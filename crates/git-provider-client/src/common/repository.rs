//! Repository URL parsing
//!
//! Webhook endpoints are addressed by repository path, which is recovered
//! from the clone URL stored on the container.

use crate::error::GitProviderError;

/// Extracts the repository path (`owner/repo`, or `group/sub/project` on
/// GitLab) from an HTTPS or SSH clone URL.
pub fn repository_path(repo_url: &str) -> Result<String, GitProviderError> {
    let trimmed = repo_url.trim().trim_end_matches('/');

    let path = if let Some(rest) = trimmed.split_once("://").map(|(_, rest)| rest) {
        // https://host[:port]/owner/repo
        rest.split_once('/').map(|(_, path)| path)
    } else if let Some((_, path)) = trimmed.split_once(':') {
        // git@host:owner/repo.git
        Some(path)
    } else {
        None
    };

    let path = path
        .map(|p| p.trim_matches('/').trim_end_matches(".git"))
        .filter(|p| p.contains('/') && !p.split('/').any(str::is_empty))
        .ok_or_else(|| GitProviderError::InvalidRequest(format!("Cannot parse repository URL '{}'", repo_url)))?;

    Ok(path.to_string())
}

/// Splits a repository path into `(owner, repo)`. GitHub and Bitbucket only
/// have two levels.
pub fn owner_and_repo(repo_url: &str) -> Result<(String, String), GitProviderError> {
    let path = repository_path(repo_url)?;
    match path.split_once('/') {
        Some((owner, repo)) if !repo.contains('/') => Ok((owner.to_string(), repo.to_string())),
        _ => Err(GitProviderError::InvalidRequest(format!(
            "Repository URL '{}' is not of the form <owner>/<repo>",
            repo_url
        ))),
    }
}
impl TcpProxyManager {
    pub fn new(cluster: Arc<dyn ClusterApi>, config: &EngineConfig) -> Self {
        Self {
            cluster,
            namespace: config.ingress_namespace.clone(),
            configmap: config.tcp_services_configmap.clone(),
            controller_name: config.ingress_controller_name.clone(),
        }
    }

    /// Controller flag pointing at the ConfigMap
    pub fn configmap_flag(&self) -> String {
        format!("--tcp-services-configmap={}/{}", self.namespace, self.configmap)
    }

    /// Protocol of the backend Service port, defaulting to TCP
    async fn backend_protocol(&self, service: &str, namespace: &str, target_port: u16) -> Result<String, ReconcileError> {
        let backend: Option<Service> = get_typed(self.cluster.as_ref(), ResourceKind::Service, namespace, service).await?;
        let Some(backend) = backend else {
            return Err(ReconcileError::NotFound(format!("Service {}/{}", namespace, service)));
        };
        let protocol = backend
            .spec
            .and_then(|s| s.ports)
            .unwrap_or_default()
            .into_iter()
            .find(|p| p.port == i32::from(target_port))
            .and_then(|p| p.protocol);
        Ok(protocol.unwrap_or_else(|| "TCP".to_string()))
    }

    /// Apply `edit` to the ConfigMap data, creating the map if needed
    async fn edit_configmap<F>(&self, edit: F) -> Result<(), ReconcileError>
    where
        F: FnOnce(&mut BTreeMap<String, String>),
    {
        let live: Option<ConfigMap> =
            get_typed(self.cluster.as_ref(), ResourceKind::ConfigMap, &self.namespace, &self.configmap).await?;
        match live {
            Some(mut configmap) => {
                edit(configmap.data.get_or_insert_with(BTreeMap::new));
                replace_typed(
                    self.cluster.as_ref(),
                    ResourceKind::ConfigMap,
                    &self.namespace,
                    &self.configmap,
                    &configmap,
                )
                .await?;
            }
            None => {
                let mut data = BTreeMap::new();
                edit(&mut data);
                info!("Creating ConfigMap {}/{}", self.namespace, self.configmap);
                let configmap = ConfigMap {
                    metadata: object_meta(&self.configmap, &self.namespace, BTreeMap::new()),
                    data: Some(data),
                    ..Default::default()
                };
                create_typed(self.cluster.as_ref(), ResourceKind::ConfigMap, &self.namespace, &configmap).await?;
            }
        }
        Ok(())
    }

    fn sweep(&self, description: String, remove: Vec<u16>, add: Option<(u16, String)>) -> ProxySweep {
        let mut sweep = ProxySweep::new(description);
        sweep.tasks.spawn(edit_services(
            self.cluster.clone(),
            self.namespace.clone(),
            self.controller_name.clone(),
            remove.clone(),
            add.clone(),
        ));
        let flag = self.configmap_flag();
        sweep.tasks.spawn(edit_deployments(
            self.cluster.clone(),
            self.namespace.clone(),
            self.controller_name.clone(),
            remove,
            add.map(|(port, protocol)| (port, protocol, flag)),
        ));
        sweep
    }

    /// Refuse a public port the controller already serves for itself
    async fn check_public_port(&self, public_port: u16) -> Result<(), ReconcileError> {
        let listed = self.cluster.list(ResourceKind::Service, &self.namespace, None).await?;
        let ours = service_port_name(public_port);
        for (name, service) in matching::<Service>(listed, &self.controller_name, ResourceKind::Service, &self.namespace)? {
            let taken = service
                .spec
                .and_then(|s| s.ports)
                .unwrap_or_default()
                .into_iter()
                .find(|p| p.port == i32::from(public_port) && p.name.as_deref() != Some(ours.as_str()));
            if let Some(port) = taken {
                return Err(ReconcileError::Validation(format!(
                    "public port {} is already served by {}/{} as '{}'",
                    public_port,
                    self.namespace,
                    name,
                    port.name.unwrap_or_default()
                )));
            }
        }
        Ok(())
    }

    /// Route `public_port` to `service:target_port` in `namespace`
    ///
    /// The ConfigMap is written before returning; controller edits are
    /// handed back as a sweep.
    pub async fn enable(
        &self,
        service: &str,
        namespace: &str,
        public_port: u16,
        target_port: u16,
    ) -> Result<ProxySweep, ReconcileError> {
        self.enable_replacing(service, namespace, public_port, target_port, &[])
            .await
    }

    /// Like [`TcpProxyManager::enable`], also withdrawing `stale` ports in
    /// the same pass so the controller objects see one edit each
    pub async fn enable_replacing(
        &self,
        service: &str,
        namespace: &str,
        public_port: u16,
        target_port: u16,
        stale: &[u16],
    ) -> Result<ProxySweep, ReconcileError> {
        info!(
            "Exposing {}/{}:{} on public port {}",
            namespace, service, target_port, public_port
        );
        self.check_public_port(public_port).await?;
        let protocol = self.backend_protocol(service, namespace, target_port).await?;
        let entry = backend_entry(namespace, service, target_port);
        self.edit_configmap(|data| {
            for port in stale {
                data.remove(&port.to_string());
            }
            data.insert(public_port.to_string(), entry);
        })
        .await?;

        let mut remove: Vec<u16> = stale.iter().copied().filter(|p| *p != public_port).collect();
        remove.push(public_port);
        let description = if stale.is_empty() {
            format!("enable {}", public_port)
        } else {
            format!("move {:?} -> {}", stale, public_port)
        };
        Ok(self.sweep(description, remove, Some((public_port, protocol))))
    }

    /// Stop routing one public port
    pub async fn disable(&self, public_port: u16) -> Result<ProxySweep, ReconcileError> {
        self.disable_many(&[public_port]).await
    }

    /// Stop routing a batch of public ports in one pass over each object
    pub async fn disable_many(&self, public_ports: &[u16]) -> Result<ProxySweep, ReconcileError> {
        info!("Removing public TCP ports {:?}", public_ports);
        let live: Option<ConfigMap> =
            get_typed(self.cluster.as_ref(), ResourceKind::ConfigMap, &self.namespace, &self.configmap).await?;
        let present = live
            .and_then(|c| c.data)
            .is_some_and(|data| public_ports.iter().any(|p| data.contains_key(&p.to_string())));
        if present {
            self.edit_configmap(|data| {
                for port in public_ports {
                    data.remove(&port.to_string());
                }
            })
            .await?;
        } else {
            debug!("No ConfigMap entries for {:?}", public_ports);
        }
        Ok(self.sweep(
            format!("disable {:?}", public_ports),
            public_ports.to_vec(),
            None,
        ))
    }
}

--

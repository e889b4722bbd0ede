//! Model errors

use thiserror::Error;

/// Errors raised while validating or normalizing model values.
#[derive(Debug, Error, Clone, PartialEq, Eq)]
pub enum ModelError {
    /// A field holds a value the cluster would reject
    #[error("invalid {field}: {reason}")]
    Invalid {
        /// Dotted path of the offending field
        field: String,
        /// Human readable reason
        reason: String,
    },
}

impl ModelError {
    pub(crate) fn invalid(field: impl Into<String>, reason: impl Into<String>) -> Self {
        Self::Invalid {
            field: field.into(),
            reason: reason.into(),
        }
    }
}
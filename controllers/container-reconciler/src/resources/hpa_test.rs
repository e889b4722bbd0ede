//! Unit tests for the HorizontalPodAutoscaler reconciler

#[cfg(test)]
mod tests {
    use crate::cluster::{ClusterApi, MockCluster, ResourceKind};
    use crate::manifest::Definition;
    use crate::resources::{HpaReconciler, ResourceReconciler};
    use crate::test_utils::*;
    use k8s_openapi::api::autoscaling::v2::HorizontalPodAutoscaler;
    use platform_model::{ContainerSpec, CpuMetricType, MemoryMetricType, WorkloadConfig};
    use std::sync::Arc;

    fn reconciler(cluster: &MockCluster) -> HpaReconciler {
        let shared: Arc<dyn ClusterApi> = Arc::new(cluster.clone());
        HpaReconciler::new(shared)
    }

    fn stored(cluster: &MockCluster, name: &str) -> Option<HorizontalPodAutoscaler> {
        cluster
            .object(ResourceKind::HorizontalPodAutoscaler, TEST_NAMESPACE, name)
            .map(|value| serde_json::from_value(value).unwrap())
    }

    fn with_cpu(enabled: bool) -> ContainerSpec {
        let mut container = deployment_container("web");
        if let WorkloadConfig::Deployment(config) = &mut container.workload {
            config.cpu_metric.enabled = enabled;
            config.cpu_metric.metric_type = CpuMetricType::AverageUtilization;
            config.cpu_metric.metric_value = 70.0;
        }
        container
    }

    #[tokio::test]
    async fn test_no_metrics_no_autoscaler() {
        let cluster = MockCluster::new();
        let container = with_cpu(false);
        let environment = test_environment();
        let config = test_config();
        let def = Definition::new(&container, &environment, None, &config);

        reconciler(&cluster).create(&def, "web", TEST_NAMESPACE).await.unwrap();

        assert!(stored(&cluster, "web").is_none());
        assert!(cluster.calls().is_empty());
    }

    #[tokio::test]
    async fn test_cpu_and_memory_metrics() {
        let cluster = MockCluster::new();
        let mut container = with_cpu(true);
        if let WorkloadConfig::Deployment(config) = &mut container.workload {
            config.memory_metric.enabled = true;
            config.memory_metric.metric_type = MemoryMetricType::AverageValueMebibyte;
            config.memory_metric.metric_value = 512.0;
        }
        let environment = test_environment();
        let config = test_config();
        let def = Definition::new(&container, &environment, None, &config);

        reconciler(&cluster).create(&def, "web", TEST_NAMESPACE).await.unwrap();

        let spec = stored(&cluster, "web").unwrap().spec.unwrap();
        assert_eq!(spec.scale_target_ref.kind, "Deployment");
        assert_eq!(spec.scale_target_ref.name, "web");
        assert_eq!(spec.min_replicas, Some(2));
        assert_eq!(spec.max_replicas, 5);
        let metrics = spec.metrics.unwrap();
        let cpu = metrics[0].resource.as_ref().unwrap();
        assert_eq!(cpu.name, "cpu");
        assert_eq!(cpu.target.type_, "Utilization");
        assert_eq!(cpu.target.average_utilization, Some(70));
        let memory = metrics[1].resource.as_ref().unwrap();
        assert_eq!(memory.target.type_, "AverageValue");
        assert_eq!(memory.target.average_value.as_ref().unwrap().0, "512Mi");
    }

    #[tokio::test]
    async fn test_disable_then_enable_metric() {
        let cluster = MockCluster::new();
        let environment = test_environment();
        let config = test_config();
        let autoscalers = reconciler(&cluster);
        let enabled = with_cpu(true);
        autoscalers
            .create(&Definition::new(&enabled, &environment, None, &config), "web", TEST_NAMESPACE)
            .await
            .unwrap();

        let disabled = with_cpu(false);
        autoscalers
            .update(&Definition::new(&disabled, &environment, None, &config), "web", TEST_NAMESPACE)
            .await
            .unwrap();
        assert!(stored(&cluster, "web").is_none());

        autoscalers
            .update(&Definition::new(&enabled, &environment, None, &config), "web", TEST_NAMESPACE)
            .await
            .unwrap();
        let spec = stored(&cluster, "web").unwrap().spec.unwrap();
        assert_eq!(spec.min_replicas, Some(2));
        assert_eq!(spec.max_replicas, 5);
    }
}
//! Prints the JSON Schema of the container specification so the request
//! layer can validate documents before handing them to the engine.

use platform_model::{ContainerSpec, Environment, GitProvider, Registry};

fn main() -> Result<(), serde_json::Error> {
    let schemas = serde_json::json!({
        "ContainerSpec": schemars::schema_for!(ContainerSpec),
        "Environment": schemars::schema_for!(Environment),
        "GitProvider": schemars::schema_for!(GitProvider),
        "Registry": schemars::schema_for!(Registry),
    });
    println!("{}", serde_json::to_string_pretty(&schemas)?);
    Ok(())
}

...

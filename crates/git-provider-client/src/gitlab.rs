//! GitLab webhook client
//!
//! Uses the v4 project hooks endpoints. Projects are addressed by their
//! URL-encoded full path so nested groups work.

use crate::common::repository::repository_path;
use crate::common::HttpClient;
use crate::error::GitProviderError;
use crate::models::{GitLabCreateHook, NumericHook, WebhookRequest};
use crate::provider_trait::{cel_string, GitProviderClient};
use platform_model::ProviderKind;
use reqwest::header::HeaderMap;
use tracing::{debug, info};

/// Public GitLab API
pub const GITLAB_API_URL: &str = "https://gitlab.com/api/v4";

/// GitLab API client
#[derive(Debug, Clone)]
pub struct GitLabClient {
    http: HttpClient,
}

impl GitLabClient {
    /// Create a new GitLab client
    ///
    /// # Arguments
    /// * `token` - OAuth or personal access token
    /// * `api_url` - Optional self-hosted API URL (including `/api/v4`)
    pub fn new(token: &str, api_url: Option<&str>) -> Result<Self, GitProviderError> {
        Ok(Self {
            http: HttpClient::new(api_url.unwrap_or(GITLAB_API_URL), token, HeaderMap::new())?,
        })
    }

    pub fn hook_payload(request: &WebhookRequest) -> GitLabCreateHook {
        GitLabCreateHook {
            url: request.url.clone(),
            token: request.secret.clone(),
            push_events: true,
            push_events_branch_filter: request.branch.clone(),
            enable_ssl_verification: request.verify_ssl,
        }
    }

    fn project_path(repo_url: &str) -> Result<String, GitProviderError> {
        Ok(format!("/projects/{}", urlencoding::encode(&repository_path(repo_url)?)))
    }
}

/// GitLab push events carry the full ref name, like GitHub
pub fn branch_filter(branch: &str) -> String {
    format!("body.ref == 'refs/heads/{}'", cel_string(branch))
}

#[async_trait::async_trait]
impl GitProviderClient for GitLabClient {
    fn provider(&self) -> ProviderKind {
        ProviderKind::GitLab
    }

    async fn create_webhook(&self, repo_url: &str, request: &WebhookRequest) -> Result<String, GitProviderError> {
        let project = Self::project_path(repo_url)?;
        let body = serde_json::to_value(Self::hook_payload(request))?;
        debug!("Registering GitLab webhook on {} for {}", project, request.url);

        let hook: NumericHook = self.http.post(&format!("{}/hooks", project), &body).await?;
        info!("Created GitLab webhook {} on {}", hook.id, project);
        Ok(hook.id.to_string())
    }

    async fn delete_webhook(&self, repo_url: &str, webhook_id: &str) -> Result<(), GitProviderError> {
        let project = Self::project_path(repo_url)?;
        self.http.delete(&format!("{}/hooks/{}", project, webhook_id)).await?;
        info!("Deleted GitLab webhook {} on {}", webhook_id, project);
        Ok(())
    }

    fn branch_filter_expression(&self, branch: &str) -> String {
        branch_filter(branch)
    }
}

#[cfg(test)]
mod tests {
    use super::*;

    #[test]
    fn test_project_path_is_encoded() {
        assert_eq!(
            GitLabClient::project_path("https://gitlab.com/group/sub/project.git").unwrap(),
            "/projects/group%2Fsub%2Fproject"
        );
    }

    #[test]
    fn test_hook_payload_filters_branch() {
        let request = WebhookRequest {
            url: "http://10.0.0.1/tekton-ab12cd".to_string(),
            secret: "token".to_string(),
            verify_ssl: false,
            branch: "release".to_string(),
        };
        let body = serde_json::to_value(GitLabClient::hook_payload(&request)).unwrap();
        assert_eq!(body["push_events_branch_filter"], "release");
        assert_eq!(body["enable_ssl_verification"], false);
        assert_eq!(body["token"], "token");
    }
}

WHAT IS BEING ASKED:
Every line of the material that holds "hooks" should be copied out as the answer.

SOLUTION BELOW:
//! Uses the v4 project hooks endpoints. Projects are addressed by their
        let hook: NumericHook = self.http.post(&format!("{}/hooks", project), &body).await?;
        self.http.delete(&format!("{}/hooks/{}", project, webhook_id)).await?;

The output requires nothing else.